**WORK INSTRUCTION**
Write out exactly the lines of the entries below, from the first through the line containing "use std::collections::HashMap;", and nothing beyond them.

++++ SUPPLIED INFORMATION ++++

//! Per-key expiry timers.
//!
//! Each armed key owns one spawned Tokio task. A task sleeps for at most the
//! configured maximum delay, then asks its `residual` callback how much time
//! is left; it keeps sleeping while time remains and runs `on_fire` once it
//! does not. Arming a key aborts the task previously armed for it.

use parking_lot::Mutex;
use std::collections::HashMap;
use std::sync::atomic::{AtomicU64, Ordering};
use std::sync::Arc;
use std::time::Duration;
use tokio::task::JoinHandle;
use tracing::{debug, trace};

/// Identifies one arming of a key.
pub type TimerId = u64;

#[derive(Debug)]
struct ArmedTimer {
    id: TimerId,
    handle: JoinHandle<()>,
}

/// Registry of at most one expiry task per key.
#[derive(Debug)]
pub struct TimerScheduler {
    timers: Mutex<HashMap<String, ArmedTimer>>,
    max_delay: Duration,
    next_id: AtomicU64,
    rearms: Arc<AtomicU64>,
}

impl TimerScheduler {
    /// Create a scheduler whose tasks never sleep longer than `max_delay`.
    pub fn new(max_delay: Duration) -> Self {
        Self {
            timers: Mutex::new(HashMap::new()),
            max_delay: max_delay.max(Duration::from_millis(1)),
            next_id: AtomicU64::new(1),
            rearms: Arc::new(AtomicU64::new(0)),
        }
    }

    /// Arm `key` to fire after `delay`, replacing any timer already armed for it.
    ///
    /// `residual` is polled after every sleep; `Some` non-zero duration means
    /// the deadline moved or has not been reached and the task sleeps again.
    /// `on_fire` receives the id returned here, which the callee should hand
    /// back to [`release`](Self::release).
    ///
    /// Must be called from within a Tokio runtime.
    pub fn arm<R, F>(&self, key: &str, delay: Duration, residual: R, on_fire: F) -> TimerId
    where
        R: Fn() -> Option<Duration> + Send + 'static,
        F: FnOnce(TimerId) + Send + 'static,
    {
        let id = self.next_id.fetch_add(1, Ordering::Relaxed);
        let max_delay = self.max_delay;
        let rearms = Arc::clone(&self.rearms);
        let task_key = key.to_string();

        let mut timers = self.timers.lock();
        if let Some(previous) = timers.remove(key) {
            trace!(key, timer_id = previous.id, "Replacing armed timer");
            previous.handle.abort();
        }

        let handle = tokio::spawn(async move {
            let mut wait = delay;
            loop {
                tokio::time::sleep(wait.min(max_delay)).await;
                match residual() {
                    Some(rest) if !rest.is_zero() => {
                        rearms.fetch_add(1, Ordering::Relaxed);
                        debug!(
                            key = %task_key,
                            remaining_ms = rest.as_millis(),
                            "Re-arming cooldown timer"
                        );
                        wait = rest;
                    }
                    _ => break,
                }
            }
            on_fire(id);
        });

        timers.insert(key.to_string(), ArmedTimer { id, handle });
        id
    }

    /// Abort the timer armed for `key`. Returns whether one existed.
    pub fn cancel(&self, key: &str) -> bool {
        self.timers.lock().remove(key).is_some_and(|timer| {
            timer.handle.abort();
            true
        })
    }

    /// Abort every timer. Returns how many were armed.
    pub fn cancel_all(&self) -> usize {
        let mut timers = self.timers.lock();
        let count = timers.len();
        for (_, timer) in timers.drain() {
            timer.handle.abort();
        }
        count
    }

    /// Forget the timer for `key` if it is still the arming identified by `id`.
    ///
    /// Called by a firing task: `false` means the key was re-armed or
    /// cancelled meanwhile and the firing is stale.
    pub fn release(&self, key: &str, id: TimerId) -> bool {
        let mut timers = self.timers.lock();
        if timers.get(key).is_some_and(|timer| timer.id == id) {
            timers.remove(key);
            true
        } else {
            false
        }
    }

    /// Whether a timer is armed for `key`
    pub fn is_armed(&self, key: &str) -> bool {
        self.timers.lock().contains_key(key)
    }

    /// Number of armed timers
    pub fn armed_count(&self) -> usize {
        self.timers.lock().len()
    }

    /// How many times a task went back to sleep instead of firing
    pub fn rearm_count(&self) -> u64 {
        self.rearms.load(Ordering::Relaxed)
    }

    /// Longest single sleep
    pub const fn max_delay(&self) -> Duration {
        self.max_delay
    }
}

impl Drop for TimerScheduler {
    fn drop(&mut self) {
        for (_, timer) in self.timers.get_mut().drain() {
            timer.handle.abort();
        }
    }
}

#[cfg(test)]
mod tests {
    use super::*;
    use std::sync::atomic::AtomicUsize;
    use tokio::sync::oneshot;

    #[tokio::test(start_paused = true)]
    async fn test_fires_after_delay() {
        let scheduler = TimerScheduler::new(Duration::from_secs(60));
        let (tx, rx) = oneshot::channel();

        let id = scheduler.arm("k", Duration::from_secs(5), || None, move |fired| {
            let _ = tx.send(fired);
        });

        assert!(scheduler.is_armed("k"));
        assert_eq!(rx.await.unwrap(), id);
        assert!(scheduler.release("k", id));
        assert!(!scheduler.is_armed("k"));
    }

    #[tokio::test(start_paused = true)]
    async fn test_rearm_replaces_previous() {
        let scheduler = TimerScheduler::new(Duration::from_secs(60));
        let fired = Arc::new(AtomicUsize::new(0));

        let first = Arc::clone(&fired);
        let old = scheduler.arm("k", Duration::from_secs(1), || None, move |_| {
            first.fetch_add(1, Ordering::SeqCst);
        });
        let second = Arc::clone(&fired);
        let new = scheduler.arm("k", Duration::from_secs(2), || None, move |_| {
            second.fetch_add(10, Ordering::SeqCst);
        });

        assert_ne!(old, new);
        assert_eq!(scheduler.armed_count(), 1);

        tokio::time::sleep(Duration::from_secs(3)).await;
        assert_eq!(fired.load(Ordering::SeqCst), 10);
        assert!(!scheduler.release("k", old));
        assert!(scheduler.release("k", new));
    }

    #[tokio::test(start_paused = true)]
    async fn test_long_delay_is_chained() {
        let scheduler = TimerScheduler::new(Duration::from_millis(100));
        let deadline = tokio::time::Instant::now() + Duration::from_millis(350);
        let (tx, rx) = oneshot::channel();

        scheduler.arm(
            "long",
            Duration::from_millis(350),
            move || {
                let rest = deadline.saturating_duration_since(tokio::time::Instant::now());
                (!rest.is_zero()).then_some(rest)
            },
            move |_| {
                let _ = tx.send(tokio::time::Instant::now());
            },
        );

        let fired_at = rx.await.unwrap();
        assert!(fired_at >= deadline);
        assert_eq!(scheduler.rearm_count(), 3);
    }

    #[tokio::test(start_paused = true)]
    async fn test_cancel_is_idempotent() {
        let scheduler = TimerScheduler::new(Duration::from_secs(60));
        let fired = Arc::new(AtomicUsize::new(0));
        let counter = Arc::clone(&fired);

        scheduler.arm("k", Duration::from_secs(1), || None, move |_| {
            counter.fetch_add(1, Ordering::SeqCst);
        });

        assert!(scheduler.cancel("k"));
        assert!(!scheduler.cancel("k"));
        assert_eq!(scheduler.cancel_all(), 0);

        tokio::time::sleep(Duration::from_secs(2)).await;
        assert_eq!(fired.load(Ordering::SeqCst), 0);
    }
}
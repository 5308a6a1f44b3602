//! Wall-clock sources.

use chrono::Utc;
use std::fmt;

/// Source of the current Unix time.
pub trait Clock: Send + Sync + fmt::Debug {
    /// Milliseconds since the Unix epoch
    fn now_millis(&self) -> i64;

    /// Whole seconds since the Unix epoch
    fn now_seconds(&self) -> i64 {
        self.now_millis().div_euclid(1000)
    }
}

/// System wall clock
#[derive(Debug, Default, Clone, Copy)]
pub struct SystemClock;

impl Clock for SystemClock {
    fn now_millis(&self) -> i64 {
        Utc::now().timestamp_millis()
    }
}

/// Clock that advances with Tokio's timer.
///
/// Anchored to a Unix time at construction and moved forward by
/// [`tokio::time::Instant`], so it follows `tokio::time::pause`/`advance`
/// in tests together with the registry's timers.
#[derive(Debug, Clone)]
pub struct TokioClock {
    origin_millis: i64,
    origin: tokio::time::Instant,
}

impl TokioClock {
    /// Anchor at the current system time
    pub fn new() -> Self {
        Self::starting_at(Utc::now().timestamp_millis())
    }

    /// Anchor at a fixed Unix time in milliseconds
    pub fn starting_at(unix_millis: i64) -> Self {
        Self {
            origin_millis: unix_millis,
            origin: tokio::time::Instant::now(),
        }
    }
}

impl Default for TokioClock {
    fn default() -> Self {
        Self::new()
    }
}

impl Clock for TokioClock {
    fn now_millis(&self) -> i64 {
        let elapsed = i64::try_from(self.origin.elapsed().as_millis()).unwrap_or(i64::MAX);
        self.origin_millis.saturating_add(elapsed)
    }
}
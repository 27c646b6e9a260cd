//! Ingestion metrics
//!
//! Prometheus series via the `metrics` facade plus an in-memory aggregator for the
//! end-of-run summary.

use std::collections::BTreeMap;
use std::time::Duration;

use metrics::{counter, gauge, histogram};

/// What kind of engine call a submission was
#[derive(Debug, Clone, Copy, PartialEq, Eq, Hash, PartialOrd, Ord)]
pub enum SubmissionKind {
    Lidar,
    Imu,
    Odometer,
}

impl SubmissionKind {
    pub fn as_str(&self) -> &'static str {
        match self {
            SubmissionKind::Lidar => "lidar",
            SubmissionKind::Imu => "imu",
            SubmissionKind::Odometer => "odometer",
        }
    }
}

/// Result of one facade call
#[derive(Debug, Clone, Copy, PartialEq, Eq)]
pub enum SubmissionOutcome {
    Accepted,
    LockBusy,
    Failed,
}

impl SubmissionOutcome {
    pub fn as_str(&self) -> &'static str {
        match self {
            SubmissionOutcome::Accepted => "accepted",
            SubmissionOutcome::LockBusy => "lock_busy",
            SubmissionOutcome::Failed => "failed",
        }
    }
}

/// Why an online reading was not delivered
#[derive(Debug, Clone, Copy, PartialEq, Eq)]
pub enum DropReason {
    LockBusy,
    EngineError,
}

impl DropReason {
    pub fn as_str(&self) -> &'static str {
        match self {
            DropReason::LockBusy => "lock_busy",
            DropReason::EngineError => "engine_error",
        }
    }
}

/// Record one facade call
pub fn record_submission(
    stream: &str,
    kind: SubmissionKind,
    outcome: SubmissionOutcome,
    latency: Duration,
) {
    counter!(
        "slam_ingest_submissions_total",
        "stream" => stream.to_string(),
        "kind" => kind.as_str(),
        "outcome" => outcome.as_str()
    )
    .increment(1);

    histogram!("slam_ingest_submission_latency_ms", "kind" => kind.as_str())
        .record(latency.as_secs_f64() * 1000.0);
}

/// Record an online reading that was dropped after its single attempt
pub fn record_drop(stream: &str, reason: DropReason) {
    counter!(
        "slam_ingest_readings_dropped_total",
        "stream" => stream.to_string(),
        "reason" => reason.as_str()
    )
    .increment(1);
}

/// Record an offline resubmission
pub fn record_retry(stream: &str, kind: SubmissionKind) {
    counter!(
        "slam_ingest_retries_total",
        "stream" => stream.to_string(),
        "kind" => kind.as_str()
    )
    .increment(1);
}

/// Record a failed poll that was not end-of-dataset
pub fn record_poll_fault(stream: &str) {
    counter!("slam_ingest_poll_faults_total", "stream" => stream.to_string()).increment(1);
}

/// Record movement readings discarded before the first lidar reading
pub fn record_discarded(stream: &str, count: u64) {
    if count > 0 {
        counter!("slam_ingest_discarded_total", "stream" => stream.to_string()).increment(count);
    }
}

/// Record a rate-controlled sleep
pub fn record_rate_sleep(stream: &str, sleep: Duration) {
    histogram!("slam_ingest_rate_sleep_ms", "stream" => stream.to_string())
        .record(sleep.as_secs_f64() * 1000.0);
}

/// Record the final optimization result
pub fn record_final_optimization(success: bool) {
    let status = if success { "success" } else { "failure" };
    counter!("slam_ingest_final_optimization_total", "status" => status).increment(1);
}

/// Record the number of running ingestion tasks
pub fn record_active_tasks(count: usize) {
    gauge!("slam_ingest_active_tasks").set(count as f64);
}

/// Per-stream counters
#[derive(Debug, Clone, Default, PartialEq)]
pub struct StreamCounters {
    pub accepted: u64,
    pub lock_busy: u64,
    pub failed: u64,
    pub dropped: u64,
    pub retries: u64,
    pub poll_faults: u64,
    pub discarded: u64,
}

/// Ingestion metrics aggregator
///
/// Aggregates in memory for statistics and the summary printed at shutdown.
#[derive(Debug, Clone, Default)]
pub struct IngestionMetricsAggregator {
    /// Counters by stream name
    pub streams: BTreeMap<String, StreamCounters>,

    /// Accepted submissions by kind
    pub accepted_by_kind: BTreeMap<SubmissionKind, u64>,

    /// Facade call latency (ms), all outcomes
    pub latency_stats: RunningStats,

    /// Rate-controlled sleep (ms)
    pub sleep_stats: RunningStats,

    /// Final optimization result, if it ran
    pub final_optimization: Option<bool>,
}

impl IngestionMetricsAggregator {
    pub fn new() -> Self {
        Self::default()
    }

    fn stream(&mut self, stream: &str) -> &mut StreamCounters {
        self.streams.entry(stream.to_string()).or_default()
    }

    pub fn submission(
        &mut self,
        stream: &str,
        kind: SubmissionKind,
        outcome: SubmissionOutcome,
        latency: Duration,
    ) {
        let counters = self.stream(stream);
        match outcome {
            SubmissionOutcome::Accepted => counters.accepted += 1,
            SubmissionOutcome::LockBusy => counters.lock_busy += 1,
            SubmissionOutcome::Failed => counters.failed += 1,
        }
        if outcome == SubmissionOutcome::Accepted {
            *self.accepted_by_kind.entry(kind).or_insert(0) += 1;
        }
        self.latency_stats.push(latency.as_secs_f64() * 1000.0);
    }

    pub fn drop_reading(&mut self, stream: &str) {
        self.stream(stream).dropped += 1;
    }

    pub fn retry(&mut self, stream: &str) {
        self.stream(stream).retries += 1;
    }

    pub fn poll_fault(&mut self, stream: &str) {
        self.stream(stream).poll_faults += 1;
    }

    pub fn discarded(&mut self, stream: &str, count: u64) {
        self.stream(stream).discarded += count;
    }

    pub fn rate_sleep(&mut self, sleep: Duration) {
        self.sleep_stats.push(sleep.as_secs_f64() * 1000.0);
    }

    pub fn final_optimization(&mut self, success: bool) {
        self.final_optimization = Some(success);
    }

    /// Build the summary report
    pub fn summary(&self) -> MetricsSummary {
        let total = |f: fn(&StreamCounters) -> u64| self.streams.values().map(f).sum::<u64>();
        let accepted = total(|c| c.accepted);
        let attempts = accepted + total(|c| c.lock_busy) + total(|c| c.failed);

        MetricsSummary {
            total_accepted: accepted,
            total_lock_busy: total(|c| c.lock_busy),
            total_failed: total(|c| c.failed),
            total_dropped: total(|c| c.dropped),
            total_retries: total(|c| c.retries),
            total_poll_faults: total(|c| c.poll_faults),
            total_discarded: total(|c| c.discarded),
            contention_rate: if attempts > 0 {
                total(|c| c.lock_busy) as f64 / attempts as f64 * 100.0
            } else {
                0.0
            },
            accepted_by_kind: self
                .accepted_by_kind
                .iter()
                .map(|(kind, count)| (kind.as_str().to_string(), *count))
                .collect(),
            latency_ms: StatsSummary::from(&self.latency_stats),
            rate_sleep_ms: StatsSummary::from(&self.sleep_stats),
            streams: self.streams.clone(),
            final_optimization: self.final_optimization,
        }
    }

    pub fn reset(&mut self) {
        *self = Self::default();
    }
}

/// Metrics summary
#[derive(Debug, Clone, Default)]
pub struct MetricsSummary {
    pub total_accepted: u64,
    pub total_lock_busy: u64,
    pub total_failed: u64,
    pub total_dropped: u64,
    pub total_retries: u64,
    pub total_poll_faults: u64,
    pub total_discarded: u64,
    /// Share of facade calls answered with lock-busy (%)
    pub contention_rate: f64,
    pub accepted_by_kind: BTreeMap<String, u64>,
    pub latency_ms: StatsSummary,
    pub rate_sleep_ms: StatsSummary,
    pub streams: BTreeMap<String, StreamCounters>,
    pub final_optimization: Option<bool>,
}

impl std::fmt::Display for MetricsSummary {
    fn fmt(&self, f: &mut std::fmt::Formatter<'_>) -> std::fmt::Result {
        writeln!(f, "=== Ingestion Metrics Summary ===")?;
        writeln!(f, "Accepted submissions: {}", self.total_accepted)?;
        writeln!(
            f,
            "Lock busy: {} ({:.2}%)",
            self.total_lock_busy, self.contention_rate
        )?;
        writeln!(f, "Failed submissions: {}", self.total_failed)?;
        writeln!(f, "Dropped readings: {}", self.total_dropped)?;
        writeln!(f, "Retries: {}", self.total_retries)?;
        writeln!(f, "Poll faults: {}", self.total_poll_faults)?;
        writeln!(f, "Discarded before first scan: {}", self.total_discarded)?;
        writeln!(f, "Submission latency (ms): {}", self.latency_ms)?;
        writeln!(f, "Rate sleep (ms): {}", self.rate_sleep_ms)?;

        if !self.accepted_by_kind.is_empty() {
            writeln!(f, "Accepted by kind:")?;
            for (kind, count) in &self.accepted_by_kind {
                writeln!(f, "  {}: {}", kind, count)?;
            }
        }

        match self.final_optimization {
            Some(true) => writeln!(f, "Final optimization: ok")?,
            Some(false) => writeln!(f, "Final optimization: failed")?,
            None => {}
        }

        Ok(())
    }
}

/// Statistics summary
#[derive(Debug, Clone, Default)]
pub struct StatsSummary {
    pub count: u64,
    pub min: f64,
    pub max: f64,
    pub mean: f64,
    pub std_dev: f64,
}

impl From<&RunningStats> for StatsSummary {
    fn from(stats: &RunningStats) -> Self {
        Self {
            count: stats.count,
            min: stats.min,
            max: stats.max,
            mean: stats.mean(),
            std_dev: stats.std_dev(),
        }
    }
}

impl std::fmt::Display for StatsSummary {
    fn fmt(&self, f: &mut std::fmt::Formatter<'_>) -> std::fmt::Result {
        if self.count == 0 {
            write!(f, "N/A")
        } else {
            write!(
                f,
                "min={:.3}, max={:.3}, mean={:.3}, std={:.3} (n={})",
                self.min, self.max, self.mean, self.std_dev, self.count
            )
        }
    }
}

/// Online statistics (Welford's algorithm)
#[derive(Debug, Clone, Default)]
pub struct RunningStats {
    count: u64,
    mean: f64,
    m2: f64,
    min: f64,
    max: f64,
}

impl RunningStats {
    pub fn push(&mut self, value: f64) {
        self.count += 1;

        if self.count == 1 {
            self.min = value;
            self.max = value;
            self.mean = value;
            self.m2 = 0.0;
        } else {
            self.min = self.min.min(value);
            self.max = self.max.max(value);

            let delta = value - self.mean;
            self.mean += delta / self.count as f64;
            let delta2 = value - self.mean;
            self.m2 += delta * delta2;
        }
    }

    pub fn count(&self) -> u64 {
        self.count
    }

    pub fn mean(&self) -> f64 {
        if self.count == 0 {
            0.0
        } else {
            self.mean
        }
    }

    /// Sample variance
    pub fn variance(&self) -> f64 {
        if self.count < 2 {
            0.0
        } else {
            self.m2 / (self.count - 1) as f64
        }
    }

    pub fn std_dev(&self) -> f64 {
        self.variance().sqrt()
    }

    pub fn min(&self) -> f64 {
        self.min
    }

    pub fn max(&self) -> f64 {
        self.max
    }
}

++++

**RESPONSE BELOW**
//! Per-key expiry timers.
//!
//! Each armed key owns one spawned Tokio task. A task sleeps for at most the
//! configured maximum delay, then asks its `residual` callback how much time
//! is left; it keeps sleeping while time remains and runs `on_fire` once it
//! does not. Arming a key aborts the task previously armed for it.

use parking_lot::Mutex;
use std::collections::HashMap;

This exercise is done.